Sony A1 II Buttons, Dials, Joysticks & Customizations
If you're a Sony aficionado you may have seen that the the Sony A1 II is almost identical in design to the Sony A9 III. Unfortunately, both cameras are just different enough where current underwater housings releases cannot support both cameras - like the Ikelite A1 II housing we used for our review. So if you're a Sony shooter, the a1 II is going to feel very familiar.
The controls on the camera are optimized for flexibility and customizability. There are four custom buttons labeled C1 through C4 where you can assign almost any function on the camera. This is done by hitting Menu -> scroll to the yellow setup menu -> 3 "operation customization" -> camera or movie "custom key/dial set" -> select the button you wish to customize -> choose the correct custom setting in the menu (hitting the delete button gives you a description of the function).
There are two back dials and one front dial on the top of the camera as well as a rotating d-pad. This gives you ample options for assigning shutter speed, ISO, and aperture. For myself, I kept my triangle of exposure dials in default mode. But you can also customize your camera to use one of the dials for ISO. The right dial has a lock so it's important to check if the dial is locked before putting it in your housing.

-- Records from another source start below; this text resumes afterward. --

//! Content generation: one model call per request, then the reliability pipeline.
//!
//! Flow: validate profile → build prompt → LLM → recover → validate schema →
//!       decode → (plans and time blocks only) normalize to the daily budget.

use chrono::{Datelike, Duration, NaiveDate, Utc};
use contracts::{
    DailyTasksSection, Plan, PlanDraft, PrepPack, Profile, RerollRequest, RerollSection,
    ResourcesSection, TimeBlocksSection,
};
use serde::Serialize;
use tracing::info;

use crate::errors::AppError;
use crate::generation::prompts::{
    DAILY_TASKS_SHAPE, PREP_PROMPT_TEMPLATE, PREP_SYSTEM, REROLL_PROMPT_TEMPLATE, REROLL_SYSTEM,
    RESOURCES_SHAPE, ROUTINE_PROMPT_TEMPLATE, ROUTINE_SYSTEM, TIME_BLOCKS_SHAPE,
};
use crate::llm_client::prompts::{BUDGET_INSTRUCTION, JSON_ONLY_SYSTEM};
use crate::pipeline::normalize::{normalize_plan, normalize_schedule};
use crate::pipeline::process_model_output;
use crate::pipeline::schema::ResponseKind;
use crate::state::AppState;

/// Body of a successful reroll: exactly one section key.
#[derive(Debug, Clone, PartialEq, Serialize)]
#[serde(untagged)]
pub enum RerollOutput {
    TimeBlocks(TimeBlocksSection),
    Resources(ResourcesSection),
    DailyTasks(DailyTasksSection),
}

// ────────────────────────────────────────────────────────────────────────────
// Pipelines
// ────────────────────────────────────────────────────────────────────────────

/// Generates a week plan whose days each add up to the profile's budget.
pub async fn generate_routine(state: &AppState, profile: &Profile) -> Result<Plan, AppError> {
    ensure_valid_profile(profile)?;

    let prompt = build_routine_prompt(profile, week_start(Utc::now().date_naive()))?;
    let raw = state.llm.generate(ROUTINE_SYSTEM, &prompt).await?;

    let draft: PlanDraft = process_model_output(
        &raw,
        ResponseKind::Plan,
        &state.schemas,
        state.diagnostics.as_ref(),
    )?;
    let plan = draft.into_plan(state.next_plan_version());
    let plan = normalize_plan(&plan, profile.time_budget_hours_per_day, &state.normalizer);

    info!(
        "Generated plan v{} for week of {} ({} scheduled days)",
        plan.version,
        plan.week_of,
        plan.time_blocks.len()
    );
    Ok(plan)
}

/// Generates an interview prep pack. Structural validation only.
pub async fn generate_prep(state: &AppState, profile: &Profile) -> Result<PrepPack, AppError> {
    ensure_valid_profile(profile)?;

    let prompt = build_prep_prompt(profile)?;
    let raw = state.llm.generate(PREP_SYSTEM, &prompt).await?;

    let prep: PrepPack = process_model_output(
        &raw,
        ResponseKind::PrepPack,
        &state.schemas,
        state.diagnostics.as_ref(),
    )?;

    info!(
        "Generated prep pack: {} outline sections, {} starter questions",
        prep.outline.len(),
        prep.starter_questions.len()
    );
    Ok(prep)
}

/// Regenerates one section of an existing plan and returns only that section.
pub async fn reroll_section(
    state: &AppState,
    section: RerollSection,
    request: &RerollRequest,
) -> Result<RerollOutput, AppError> {
    ensure_valid_profile(&request.profile)?;

    let prompt = build_reroll_prompt(section, request)?;
    let raw = state.llm.generate(REROLL_SYSTEM, &prompt).await?;

    let kind = ResponseKind::Reroll(section);
    let sink = state.diagnostics.as_ref();
    let output = match section {
        RerollSection::TimeBlocks => {
            let parsed: TimeBlocksSection =
                process_model_output(&raw, kind, &state.schemas, sink)?;
            RerollOutput::TimeBlocks(TimeBlocksSection {
                time_blocks: normalize_schedule(
                    &parsed.time_blocks,
                    request.profile.time_budget_hours_per_day,
                    &state.normalizer,
                ),
            })
        }
        RerollSection::Resources => {
            RerollOutput::Resources(process_model_output(&raw, kind, &state.schemas, sink)?)
        }
        RerollSection::DailyTasks => {
            RerollOutput::DailyTasks(process_model_output(&raw, kind, &state.schemas, sink)?)
        }
    };

    info!("Rerolled {section} for plan v{}", request.plan.version);
    Ok(output)
}

fn ensure_valid_profile(profile: &Profile) -> Result<(), AppError> {
    let violations = profile.violations();
    if violations.is_empty() {
        Ok(())
    } else {
        Err(AppError::schema("Profile", violations))
    }
}

/// Monday of the week containing `today`.
fn week_start(today: NaiveDate) -> NaiveDate {
    today - Duration::days(i64::from(today.weekday().num_days_from_monday()))
}

// ────────────────────────────────────────────────────────────────────────────
// Prompt building
// ────────────────────────────────────────────────────────────────────────────

fn profile_json(profile: &Profile) -> Result<String, AppError> {
    serde_json::to_string_pretty(profile)
        .map_err(|e| AppError::Internal(anyhow::anyhow!("Failed to serialize profile: {e}")))
}

fn days_list(profile: &Profile) -> String {
    profile
        .available_days
        .iter()
        .map(|d| d.as_str())
        .collect::<Vec<_>>()
        .join(", ")
}

fn budget_instruction(profile: &Profile) -> String {
    BUDGET_INSTRUCTION
        .replace("{budget}", &profile.time_budget_hours_per_day.to_string())
        .replace("{days}", &days_list(profile))
}

fn build_routine_prompt(profile: &Profile, week_of: NaiveDate) -> Result<String, AppError> {
    Ok(ROUTINE_PROMPT_TEMPLATE
        .replace("{json_only}", JSON_ONLY_SYSTEM)
        .replace("{budget_instruction}", &budget_instruction(profile))
        .replace("{week_of}", &week_of.to_string())
        .replace("{profile_json}", &profile_json(profile)?))
}

fn build_prep_prompt(profile: &Profile) -> Result<String, AppError> {
    Ok(PREP_PROMPT_TEMPLATE
        .replace("{json_only}", JSON_ONLY_SYSTEM)
        .replace("{days}", &days_list(profile))
        .replace("{profile_json}", &profile_json(profile)?))
}

fn build_reroll_prompt(section: RerollSection, request: &RerollRequest) -> Result<String, AppError> {
    let plan_json = serde_json::to_string_pretty(&request.plan)
        .map_err(|e| AppError::Internal(anyhow::anyhow!("Failed to serialize plan: {e}")))?;

    let (shape, rules) = match section {
        RerollSection::TimeBlocks => (TIME_BLOCKS_SHAPE, budget_instruction(&request.profile)),
        RerollSection::Resources => (
            RESOURCES_SHAPE,
            "Resource URLs must be absolute http(s) URLs.".to_string(),
        ),
        RerollSection::DailyTasks => (
            DAILY_TASKS_SHAPE,
            format!("Only list tasks for: {}.", days_list(&request.profile)),
        ),
    };

    Ok(REROLL_PROMPT_TEMPLATE
        .replace("{json_only}", JSON_ONLY_SYSTEM)
        .replace("{section_rules}", &rules)
        .replace("{section_shape}", shape)
        .replace("{section}", section.as_str())
        .replace("{plan_json}", &plan_json)
        .replace("{profile_json}", &profile_json(&request.profile)?))
}

// ────────────────────────────────────────────────────────────────────────────
// Tests
// ────────────────────────────────────────────────────────────────────────────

Assigning Functions to Dials
Menu -> Setup Menu -> 4 "dial customize" -> camera/movie custom key/dial set. -> select a highlighted dial -> find the exposure setting you wish to control in the menu and select it (e.g., ISO, shutter speed, aperture).

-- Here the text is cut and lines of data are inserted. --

pub mod health;

use axum::{
    middleware,
    routing::{get, post},
    Router,
};

use crate::generation::handlers;
use crate::state::AppState;
use crate::trace::propagate_trace_id;

pub fn build_router(state: AppState) -> Router {
    Router::new()
        .route("/health", get(health::health_handler))
        .route(
            "/generate/routine",
            post(handlers::handle_generate_routine),
        )
        .route("/generate/prep", post(handlers::handle_generate_prep))
        .route("/reroll/:section", post(handlers::handle_reroll))
        .layer(middleware::from_fn(propagate_trace_id))
        .with_state(state)
}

Mode Dial & Movie/Photo Toggle Switch - Memory Recall Settings
The Sony a1 II has a movie and photo mode toggle switch below the mode dial. This makes it easy to switch between taking photos, videos, and S&Q video. The mode dial above the toggle is used to switch between manual mode, automatic modes, shutter priority, aperture priority, and your memory recall settings. To set your memory recall settings, To set your memory recall settings, click the "menu" button -> go to your "shooting" menu -> 4 "shooting mode" -> "camera set memory" -> select 1, 2, or 3.
If you are in manual mode on the mode dial, you can switch between manual mode in photo mode and video mode just by using the toggle switch.
Drive and Autofocus Dial
On the left side of the camera, there's an autofocus and drive mode dial. I find that this dial is rather unnecessary and frustrating - requiring a variety of workarounds if you don't want to physically control the dial. Usually, I change these settings before putting the camera into the housing and I lock the dial so that I don't have to worry about changing them underwater. However, with the drive mode dial, you can also set it to "*" and custom set a button or setting in your Fn menu so that you can change it in camera. I prefer to shoot the A1 II in low continuous mode (the icon with multiple rectangles and an "L").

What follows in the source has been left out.